View Single Post
Old 10-19-2021, 12:24 PM   #384
CSharp
Franchise Player
 
Join Date: Jul 2009
Exp:
Default

Quote:
Originally Posted by Pellanor View Post
Okay, let's see if I can explain this better.

Here is a token
It contains your vaccine info
along with some other techincal info, and finally a signature that can be used to verify that the information is correct. It's stored in this format, rather than the easier to read format, so you can easily stick it in a link for an app on your phone to open.


On the government servers, they have your vaccine information, along with a Private Key. This key is what they use to generate signatures, and involves a bunch of complex math. Basically Data + Private Key = Signature. Though it's important to note that you can't use the data + signature to calculate the private key.
When you got your QR code from the governemtn site, they use your data, sign it with the private key, and encode the whole token into the QR code.

On the app used by whoever is verifying your vaccine intormation is a Public Key. This key was generated by the government based on their private key and can be used to verify signatures. Given Data + Public Key + Signature and some complex math you can calculate if the data is valid. The public key is never enough to sign something, it's only ever able to verify a signature. For this reason its safe for the government to give out.
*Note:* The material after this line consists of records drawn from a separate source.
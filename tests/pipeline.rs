//! End-to-end pipeline runs against a scripted page source.

use std::collections::HashMap;
use std::sync::atomic::{AtomicUsize, Ordering};
use std::sync::Arc;
use std::time::Duration;

use async_trait::async_trait;
use tokio_util::sync::CancellationToken;

use tubescrape::browser::{PageSource, SessionLauncher};
use tubescrape::config::{Settings, StoreLayout};
use tubescrape::models::{RunState, SearchLimits};
use tubescrape::storage::TwoTierStore;
use tubescrape::{open_store, Pipeline, PipelineOptions, Result, ScrapeError, Store};

/// A scripted site: URL fragment to page markup, plus optional per-page latency.
#[derive(Clone, Default)]
struct FakeSite {
    pages: Arc<HashMap<String, String>>,
    latency: Arc<HashMap<String, Duration>>,
    fail_launch: bool,
    cancel_on: Option<(String, CancellationToken)>,
    acquired: Arc<AtomicUsize>,
    released: Arc<AtomicUsize>,
}

impl FakeSite {
    fn new(pages: &[(&str, String)]) -> Self {
        Self {
            pages: Arc::new(
                pages
                    .iter()
                    .map(|(k, v)| (k.to_string(), v.clone()))
                    .collect(),
            ),
            ..Default::default()
        }
    }

    fn with_latency(mut self, fragment: &str, latency: Duration) -> Self {
        let mut map = (*self.latency).clone();
        map.insert(fragment.to_string(), latency);
        self.latency = Arc::new(map);
        self
    }

    fn lookup<'a, T>(map: &'a HashMap<String, T>, url: &str) -> Option<&'a T> {
        map.iter()
            .find(|(fragment, _)| url.contains(fragment.as_str()))
            .map(|(_, v)| v)
    }
}

struct FakeSession {
    site: FakeSite,
    current: Option<String>,
    closed: bool,
}

#[async_trait]
impl PageSource for FakeSession {
    async fn open(&mut self, url: &str) -> Result<()> {
        if let Some(latency) = FakeSite::lookup(&self.site.latency, url) {
            tokio::time::sleep(*latency).await;
        }
        if let Some((fragment, token)) = &self.site.cancel_on {
            if url.contains(fragment.as_str()) {
                token.cancel();
            }
        }
        match FakeSite::lookup(&self.site.pages, url) {
            Some(html) => {
                self.current = Some(html.clone());
                Ok(())
            }
            None => Err(ScrapeError::navigation(url, "connection reset")),
        }
    }

    async fn capture(&mut self) -> Result<String> {
        Ok(self.current.clone().unwrap_or_default())
    }

    async fn close(&mut self) {
        if !self.closed {
            self.closed = true;
            self.site.released.fetch_add(1, Ordering::SeqCst);
        }
    }
}

#[async_trait]
impl SessionLauncher for FakeSite {
    type Session = FakeSession;

    async fn acquire(&self) -> Result<FakeSession> {
        if self.fail_launch {
            return Err(ScrapeError::SessionStart("no browser binary found".into()));
        }
        self.acquired.fetch_add(1, Ordering::SeqCst);
        Ok(FakeSession {
            site: self.clone(),
            current: None,
            closed: false,
        })
    }
}

fn search_page(ids: &[&str]) -> String {
    ids.iter()
        .map(|id| format!(r#"<a href="/playlist?list={}" title="Playlist {}">x</a>"#, id, id))
        .collect()
}

fn playlist_page(title: &str, video_ids: &[&str]) -> String {
    let rows: String = video_ids
        .iter()
        .map(|id| {
            format!(
                r#"<ytd-playlist-video-renderer><a id="video-title" href="/watch?v={}&index=1" title="Video {}"></a></ytd-playlist-video-renderer>"#,
                id, id
            )
        })
        .collect();
    format!(
        r#"<html><body><yt-formatted-string id="text-container">{}</yt-formatted-string>{}</body></html>"#,
        title, rows
    )
}

fn options() -> PipelineOptions {
    PipelineOptions {
        collection_delay: Duration::ZERO,
        step_timeout: Duration::from_secs(2),
    }
}

fn two_tier(dir: &std::path::Path) -> Store {
    Arc::new(TwoTierStore::in_dir(dir))
}

fn three_playlists() -> FakeSite {
    FakeSite::new(&[
        ("search_query=", search_page(&["PLA", "PLB", "PLA", "PLC"])),
        ("list=PLA", playlist_page("Alpha", &["a1", "a2", "a1", "a3"])),
        ("list=PLB", playlist_page("Beta", &["b1"])),
        ("list=PLC", playlist_page("Gamma", &[])),
    ])
}

#[tokio::test]
async fn test_full_run_persists_every_collection() {
    let dir = tempfile::tempdir().unwrap();
    let store = two_tier(dir.path());
    let site = three_playlists();
    let pipeline = Pipeline::new(site.clone(), store.clone(), options());

    let summary = pipeline
        .search("lofi beats", SearchLimits::default(), &CancellationToken::new())
        .await
        .unwrap();

    assert_eq!(summary.state, RunState::Done);
    assert!(summary.is_success());
    assert!(!summary.cancelled);
    assert_eq!(summary.collections_found, 3);
    assert_eq!(summary.collection_ids, vec!["PLA", "PLB", "PLC"]);
    assert_eq!(summary.items_scraped, 4);
    assert!(summary.finished_at.is_some());

    let index = store.load_collections().await.unwrap();
    for collection in &index {
        let items = store
            .load_items(&collection.collection_id)
            .await
            .unwrap()
            .unwrap();
        assert_eq!(collection.item_count as usize, items.len());
        let positions: Vec<u32> = items.iter().map(|i| i.position).collect();
        let expected: Vec<u32> = (1..=items.len() as u32).collect();
        assert_eq!(positions, expected);
    }

    let alpha = store.load_items("PLA").await.unwrap().unwrap();
    let ids: Vec<&str> = alpha.iter().map(|i| i.item_id.as_str()).collect();
    assert_eq!(ids, vec!["a1", "a2", "a3"]);

    // Empty playlists are kept with an empty item file
    let gamma = store.find_collection("PLC").await.unwrap().unwrap();
    assert!(gamma.is_empty());
    assert_eq!(store.load_items("PLC").await.unwrap(), Some(vec![]));

    assert_eq!(site.acquired.load(Ordering::SeqCst), 1);
    assert_eq!(site.released.load(Ordering::SeqCst), 1);
}

#[tokio::test]
async fn test_failed_collection_is_skipped() {
    let dir = tempfile::tempdir().unwrap();
    let store = two_tier(dir.path());
    let site = FakeSite::new(&[
        ("search_query=", search_page(&["PLA", "PLB", "PLC"])),
        ("list=PLA", playlist_page("Alpha", &["a1"])),
        ("list=PLC", playlist_page("Gamma", &["c1"])),
    ]);
    let pipeline = Pipeline::new(site, store.clone(), options());

    let summary = pipeline
        .search("lofi", SearchLimits::default(), &CancellationToken::new())
        .await
        .unwrap();

    assert_eq!(summary.state, RunState::Done);
    assert_eq!(summary.collection_ids, vec!["PLA", "PLC"]);
    assert_eq!(summary.failures.len(), 1);
    assert_eq!(summary.failures[0].collection_id, "PLB");
    assert!(summary.failures[0].reason.contains("connection reset"));
    assert!(store.find_collection("PLB").await.unwrap().is_none());
}

#[tokio::test]
async fn test_session_start_failure_fails_run() {
    let dir = tempfile::tempdir().unwrap();
    let store = two_tier(dir.path());
    let site = FakeSite {
        fail_launch: true,
        ..three_playlists()
    };
    let pipeline = Pipeline::new(site, store.clone(), options());

    let summary = pipeline
        .search("lofi", SearchLimits::default(), &CancellationToken::new())
        .await
        .unwrap();

    assert_eq!(summary.state, RunState::Failed);
    assert!(summary.error.as_deref().unwrap().contains("no browser binary"));
    assert_eq!(summary.collections_found, 0);
    assert!(store.load_collections().await.unwrap().is_empty());
}

#[tokio::test]
async fn test_search_page_failure_fails_run() {
    let dir = tempfile::tempdir().unwrap();
    let store = two_tier(dir.path());
    let site = FakeSite::new(&[("list=PLA", playlist_page("Alpha", &["a1"]))]);
    let pipeline = Pipeline::new(site.clone(), store, options());

    let summary = pipeline
        .search("lofi", SearchLimits::default(), &CancellationToken::new())
        .await
        .unwrap();

    assert_eq!(summary.state, RunState::Failed);
    assert!(summary.error.is_some());
    assert_eq!(site.released.load(Ordering::SeqCst), 1);
}

#[tokio::test]
async fn test_no_results_finishes_done() {
    let dir = tempfile::tempdir().unwrap();
    let store = two_tier(dir.path());
    let site = FakeSite::new(&[("search_query=", "<p>No results</p>".to_string())]);
    let pipeline = Pipeline::new(site, store, options());

    let summary = pipeline
        .search("zzzz", SearchLimits::default(), &CancellationToken::new())
        .await
        .unwrap();

    assert_eq!(summary.state, RunState::Done);
    assert_eq!(summary.collections_found, 0);
    assert_eq!(summary.items_scraped, 0);
}

#[tokio::test]
async fn test_cancel_keeps_completed_work() {
    let dir = tempfile::tempdir().unwrap();
    let store = two_tier(dir.path());
    let cancel = CancellationToken::new();
    let site = FakeSite {
        cancel_on: Some(("list=PLA".to_string(), cancel.clone())),
        ..three_playlists()
    };
    let pipeline = Pipeline::new(site.clone(), store.clone(), options());

    let summary = pipeline
        .search("lofi", SearchLimits::default(), &cancel)
        .await
        .unwrap();

    assert!(summary.cancelled);
    assert_eq!(summary.state, RunState::Failed);
    assert_eq!(summary.collection_ids, vec!["PLA"]);
    let index = store.load_collections().await.unwrap();
    assert_eq!(index.len(), 1);
    assert_eq!(site.released.load(Ordering::SeqCst), 1);
}

#[tokio::test]
async fn test_cancelled_before_start() {
    let dir = tempfile::tempdir().unwrap();
    let store = two_tier(dir.path());
    let site = three_playlists();
    let pipeline = Pipeline::new(site.clone(), store, options());
    let cancel = CancellationToken::new();
    cancel.cancel();

    let summary = pipeline
        .search("lofi", SearchLimits::default(), &cancel)
        .await
        .unwrap();

    assert!(summary.cancelled);
    assert_eq!(summary.state, RunState::Failed);
    assert_eq!(site.acquired.load(Ordering::SeqCst), 0);
}

#[tokio::test]
async fn test_concurrent_run_keeps_rank_order() {
    let dir = tempfile::tempdir().unwrap();
    let store = two_tier(dir.path());
    // The first-ranked playlist is the slowest to load
    let site = three_playlists()
        .with_latency("list=PLA", Duration::from_millis(150))
        .with_latency("list=PLB", Duration::from_millis(50));
    let pipeline = Pipeline::new(site.clone(), store.clone(), options());
    let limits = SearchLimits {
        concurrency: 3,
        ..Default::default()
    };

    let summary = pipeline
        .search("lofi", limits, &CancellationToken::new())
        .await
        .unwrap();

    assert_eq!(summary.state, RunState::Done);
    assert_eq!(summary.collection_ids, vec!["PLA", "PLB", "PLC"]);
    let order: Vec<String> = store
        .load_collections()
        .await
        .unwrap()
        .into_iter()
        .map(|c| c.collection_id)
        .collect();
    assert_eq!(order, vec!["PLA", "PLB", "PLC"]);

    // One session for the search plus one per playlist, all released
    assert_eq!(site.acquired.load(Ordering::SeqCst), 4);
    assert_eq!(site.released.load(Ordering::SeqCst), 4);
}

#[tokio::test]
async fn test_rescrape_replaces_items_and_keeps_index_order() {
    let dir = tempfile::tempdir().unwrap();
    let store = two_tier(dir.path());
    let first = FakeSite::new(&[
        ("search_query=", search_page(&["PLA", "PLB"])),
        ("list=PLA", playlist_page("Alpha", &["a1", "a2"])),
        ("list=PLB", playlist_page("Beta", &["b1"])),
    ]);
    Pipeline::new(first, store.clone(), options())
        .search("lofi", SearchLimits::default(), &CancellationToken::new())
        .await
        .unwrap();

    let second = FakeSite::new(&[
        ("search_query=", search_page(&["PLB"])),
        ("list=PLB", playlist_page("Beta v2", &["b2", "b3"])),
    ]);
    Pipeline::new(second, store.clone(), options())
        .search("lofi", SearchLimits::default(), &CancellationToken::new())
        .await
        .unwrap();

    let index = store.load_collections().await.unwrap();
    let ids: Vec<&str> = index.iter().map(|c| c.collection_id.as_str()).collect();
    assert_eq!(ids, vec!["PLA", "PLB"]);
    assert_eq!(index[1].title, "Beta v2");
    assert_eq!(index[1].item_count, 2);

    let beta = store.load_items("PLB").await.unwrap().unwrap();
    let video_ids: Vec<&str> = beta.iter().map(|i| i.item_id.as_str()).collect();
    assert_eq!(video_ids, vec!["b2", "b3"]);
}

#[tokio::test]
async fn test_snapshot_layout_run() {
    let dir = tempfile::tempdir().unwrap();
    let mut settings = Settings::with_data_dir(dir.path().to_path_buf());
    settings.layout = StoreLayout::Snapshot;
    let store = open_store(&settings);
    let pipeline = Pipeline::new(three_playlists(), store.clone(), options());

    let summary = pipeline
        .search("lofi", SearchLimits::default(), &CancellationToken::new())
        .await
        .unwrap();
    assert!(summary.is_success());

    let raw = std::fs::read_to_string(settings.snapshot_path()).unwrap();
    let doc: serde_json::Value = serde_json::from_str(&raw).unwrap();
    assert_eq!(doc["search_query"], "lofi");
    assert_eq!(doc["total_playlists"], 3);
    assert_eq!(doc["playlists"][0]["playlist_id"], "PLA");
    assert_eq!(doc["playlists"][0]["videos"].as_array().unwrap().len(), 3);

    let (item, owner) = pipeline.get_item("b1").await.unwrap().unwrap();
    assert_eq!(item.position, 1);
    assert_eq!(owner.title, "Beta");
}

#[tokio::test]
async fn test_deduplicate_after_overlapping_runs() {
    let dir = tempfile::tempdir().unwrap();
    let store = two_tier(dir.path());
    let site = FakeSite::new(&[
        ("search_query=", search_page(&["PLA", "PLB"])),
        ("list=PLA", playlist_page("Alpha", &["x1", "x2"])),
        ("list=PLB", playlist_page("Beta", &["x2", "x3"])),
    ]);
    let pipeline = Pipeline::new(site, store.clone(), options());
    pipeline
        .search("lofi", SearchLimits::default(), &CancellationToken::new())
        .await
        .unwrap();

    let report = pipeline.deduplicate_items().await.unwrap();
    assert_eq!(report.removed_count, 1);

    let beta = store.load_items("PLB").await.unwrap().unwrap();
    assert_eq!(beta.len(), 1);
    assert_eq!(beta[0].item_id, "x3");
    assert_eq!(beta[0].position, 1);
    assert_eq!(
        store.find_collection("PLB").await.unwrap().unwrap().item_count,
        1
    );
}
So somebody scans your QR code with their fancy app, they get the token, and the app uses their public key to verify that the data matches the signature. If the data was altered, but not the signature, they get an error because the signature doesn't match the data. If somebody alters the data and signs it with their own private key, then you still get an error because the public key can't verify signatures made with different private keys.



The website I linked, jwt.io, is basically a sandbox for playing with and testing these types of tokens. It's how I was able to generate the example so easily. Since this is an open standard that a lot of the web runs on, there are a lot of libraries out there that do all the heavy lifting an complex math for you. I can go get whatever library that google or facebook uses, give it my user data and private key, and it will create the token for me. On my app I can use the same library and my public key to verify the data. There's more to it than just that for a proper and secure implementation, for example you need a good way to store your private keys so not everybody at your organization has access to them, but the government is likely to have most of that infrastructure in place all ready. So just generating some signed QR codes would be pretty straight forward.

Of course this is just one way that the data could be signed and verified. It's the one I'm most familiar with, and quite popular, but there are plenty of other formats as well.
Oh FFS! this can be decoded with Base64 decryption. You don't even need a key to see most of the content! What a joke!

Last edited by CSharp; 10-19-2021 at 12:28 PM.